Keynesians deployed fiscal policy to manage this "demand." The monetarists pushed Federal Reserve and exchange-rate policies to manage demand. The Keynesians produced stagnation, as demand taxation destroyed productivity. The monetarists produced the great inflation: their prescriptions to float the dollar and try to control the quantity of money, instead of its price, greatly diminished the dollar's utility as a unit of account, a store of value.

President Kennedy was the last policy-maker to embrace supply-side prescriptions. His posthumous tax cuts were the most successful economic events of our time. He was the last president with a passionate belief in a monetary policy based on gold: "This nation will maintain the dollar as good as gold, freely interchangeable with gold at $35 an ounce, the foundation stone of the free world's trade and payments system," he stated in a July 1963 message to Congress.

In my conversations with Mr. Brodhead, he worried that he might never see a national health insurance program if he employed supply-side tax policies. I observed that liberals never came closer to realizing their dream of national health insurance than they did in 1965-66, when the Treasury brimmed with productivity-swollen revenues that flowed from the Kennedy tax cuts. They have never been further away from a national health plan than they are now, after 15 years of inflation-swollen tax rates.

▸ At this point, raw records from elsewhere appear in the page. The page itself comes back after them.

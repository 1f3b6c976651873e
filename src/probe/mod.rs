//! Container probing via ffprobe.
//!
//! Reports duration and stream properties without decoding content, and
//! offers a one-frame decode check used as the extraction precondition.

use std::path::Path;
use std::process::Command;

use serde_json::Value;

use crate::errors::{MediaError, MediaResult};

/// Video stream properties reported by ffprobe.
#[derive(Debug, Clone, PartialEq)]
pub struct VideoProperties {
    /// Frame width in pixels.
    pub width: u32,
    /// Frame height in pixels.
    pub height: u32,
    /// Frames per second.
    pub fps: f64,
    /// Container duration in seconds.
    pub duration: f64,
}

impl VideoProperties {
    /// Seconds per frame.
    pub fn frame_interval(&self) -> f64 {
        if self.fps > 0.0 {
            1.0 / self.fps
        } else {
            0.0
        }
    }
}

/// Get the duration of a media file in seconds.
///
/// Nonzero exit or unparsable output is treated as corruption.
pub fn probe_duration(path: &Path) -> MediaResult<f64> {
    ensure_exists(path)?;

    let output = Command::new("ffprobe")
        .args([
            "-v",
            "error",
            "-show_entries",
            "format=duration",
            "-of",
            "default=noprint_wrappers=1:nokey=1",
        ])
        .arg(path)
        .output()
        .map_err(|e| MediaError::io("run ffprobe", e))?;

    if !output.status.success() {
        let stderr = String::from_utf8_lossy(&output.stderr);
        return Err(MediaError::tool_failure(
            "ffprobe",
            output.status.code().unwrap_or(-1),
            stderr.trim().to_string(),
        ));
    }

    let text = String::from_utf8_lossy(&output.stdout);
    text.trim()
        .parse::<f64>()
        .map_err(|_| MediaError::corrupt(path, format!("unparsable duration: {:?}", text.trim())))
}

/// Get width, height, fps, and duration of the first video stream.
pub fn probe_video_properties(path: &Path) -> MediaResult<VideoProperties> {
    ensure_exists(path)?;

    let output = Command::new("ffprobe")
        .args([
            "-v",
            "error",
            "-select_streams",
            "v:0",
            "-show_streams",
            "-show_format",
            "-of",
            "json",
        ])
        .arg(path)
        .output()
        .map_err(|e| MediaError::io("run ffprobe", e))?;

    if !output.status.success() {
        let stderr = String::from_utf8_lossy(&output.stderr);
        return Err(MediaError::tool_failure(
            "ffprobe",
            output.status.code().unwrap_or(-1),
            stderr.trim().to_string(),
        ));
    }

    let json: Value = serde_json::from_slice(&output.stdout)
        .map_err(|e| MediaError::corrupt(path, format!("unparsable ffprobe JSON: {}", e)))?;

    parse_properties(&json).ok_or_else(|| MediaError::corrupt(path, "no video stream reported"))
}

/// Verify the file opens and yields at least one decodable frame.
pub fn decode_check(path: &Path) -> MediaResult<()> {
    ensure_exists(path)?;

    let output = Command::new("ffmpeg")
        .args(["-v", "error", "-i"])
        .arg(path)
        .args(["-frames:v", "1", "-f", "null", "-"])
        .output()
        .map_err(|e| MediaError::io("run ffmpeg", e))?;

    if !output.status.success() {
        let stderr = String::from_utf8_lossy(&output.stderr);
        return Err(MediaError::corrupt(
            path,
            format!(
                "no decodable frame: {}",
                stderr.lines().last().unwrap_or("unknown decode error")
            ),
        ));
    }

    Ok(())
}

/// Fail with `InvalidSource` when the path does not exist.
pub fn ensure_exists(path: &Path) -> MediaResult<()> {
    if !path.exists() {
        return Err(MediaError::invalid_source(format!(
            "file not found: {}",
            path.display()
        )));
    }
    Ok(())
}

/// Parse the ffprobe JSON into properties.
fn parse_properties(json: &Value) -> Option<VideoProperties> {
    let stream = json.get("streams")?.as_array()?.first()?;

    let width = stream.get("width")?.as_u64()? as u32;
    let height = stream.get("height")?.as_u64()? as u32;

    let fps = stream
        .get("avg_frame_rate")
        .and_then(|r| r.as_str())
        .and_then(parse_rational)
        .filter(|fps| *fps > 0.0)
        .or_else(|| {
            stream
                .get("r_frame_rate")
                .and_then(|r| r.as_str())
                .and_then(parse_rational)
        })
        .unwrap_or(0.0);

    // Stream-level duration is missing in some containers; fall back to format.
    let duration = stream
        .get("duration")
        .and_then(|d| d.as_str())
        .and_then(|d| d.parse().ok())
        .or_else(|| {
            json.get("format")
                .and_then(|f| f.get("duration"))
                .and_then(|d| d.as_str())
                .and_then(|d| d.parse().ok())
        })
        .unwrap_or(0.0);

    Some(VideoProperties {
        width,
        height,
        fps,
        duration,
    })
}

/// Parse an ffprobe rational like "30000/1001".
fn parse_rational(s: &str) -> Option<f64> {
    match s.split_once('/') {
        Some((num, den)) => {
            let num: f64 = num.parse().ok()?;
            let den: f64 = den.parse().ok()?;
            if den == 0.0 {
                None
            } else {
                Some(num / den)
            }
        }
        None => s.parse().ok(),
    }
}

#[cfg(test)]
mod tests {
    use super::*;

    #[test]
    fn missing_file_is_invalid_source() {
        let result = probe_duration(Path::new("/nonexistent/video.mp4"));
        assert!(matches!(result, Err(MediaError::InvalidSource { .. })));
    }

    #[test]
    fn parse_rational_forms() {
        assert_eq!(parse_rational("30000/1001").map(|f| (f * 1000.0).round()), Some(29970.0));
        assert_eq!(parse_rational("25"), Some(25.0));
        assert_eq!(parse_rational("0/0"), None);
        assert_eq!(parse_rational("garbage"), None);
    }

    #[test]
    fn parse_properties_from_ffprobe_json() {
        let json: Value = serde_json::from_str(
            r#"{
                "streams": [{
                    "width": 1920,
                    "height": 1080,
                    "avg_frame_rate": "25/1",
                    "duration": "300.000000"
                }],
                "format": { "duration": "300.000000" }
            }"#,
        )
        .unwrap();

        let props = parse_properties(&json).unwrap();
        assert_eq!(props.width, 1920);
        assert_eq!(props.height, 1080);
        assert!((props.fps - 25.0).abs() < 1e-9);
        assert!((props.duration - 300.0).abs() < 1e-9);
        assert!((props.frame_interval() - 0.04).abs() < 1e-9);
    }

    #[test]
    fn parse_properties_falls_back_to_format_duration() {
        let json: Value = serde_json::from_str(
            r#"{
                "streams": [{ "width": 640, "height": 360, "avg_frame_rate": "0/0", "r_frame_rate": "24/1" }],
                "format": { "duration": "12.5" }
            }"#,
        )
        .unwrap();

        let props = parse_properties(&json).unwrap();
        assert!((props.fps - 24.0).abs() < 1e-9);
        assert!((props.duration - 12.5).abs() < 1e-9);
    }

    #[test]
    fn parse_properties_rejects_missing_stream() {
        let json: Value = serde_json::from_str(r#"{ "streams": [], "format": {} }"#).unwrap();
        assert!(parse_properties(&json).is_none());
    }
}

The demand model is being shed, a tattered snake skin. Milton Friedman and his monetarist students, who occupy important ground in Reagan's Treasury, Stockman's OMB and Weidenbaums' Council of Economic Advisers, still believe that Austerity Is Just Around the Corner. And they may cripple Ronald Reagan with their high interest rates as they have Margaret Thatcher. But their days are numbered. The president may give Professor Friedman's ideas a few more months, for old times' sake, but monetarism will be buried too. And if it is not, the Democrats -- and the Keynesians -- have no theoretical or political grounds for opposing a return to a convertible gold-backed dollar. They would end the inflation.

Very soon, either before or immediately after the 1982 elections, we will all be supply-siders. Democrats and Republicans will struggle on the foundations of the supply-side idea, the idea that it is the individual producer, man or woman, who is at the center of the economy. As the idea fosters policies that result in a resumption of economic growth, an expanding tax base will permit Republicans to argue for a reduction in the national debt and an increase in the defense budget while the Democrats push national health insurance. On such political judgments, supply-side economics is neutral.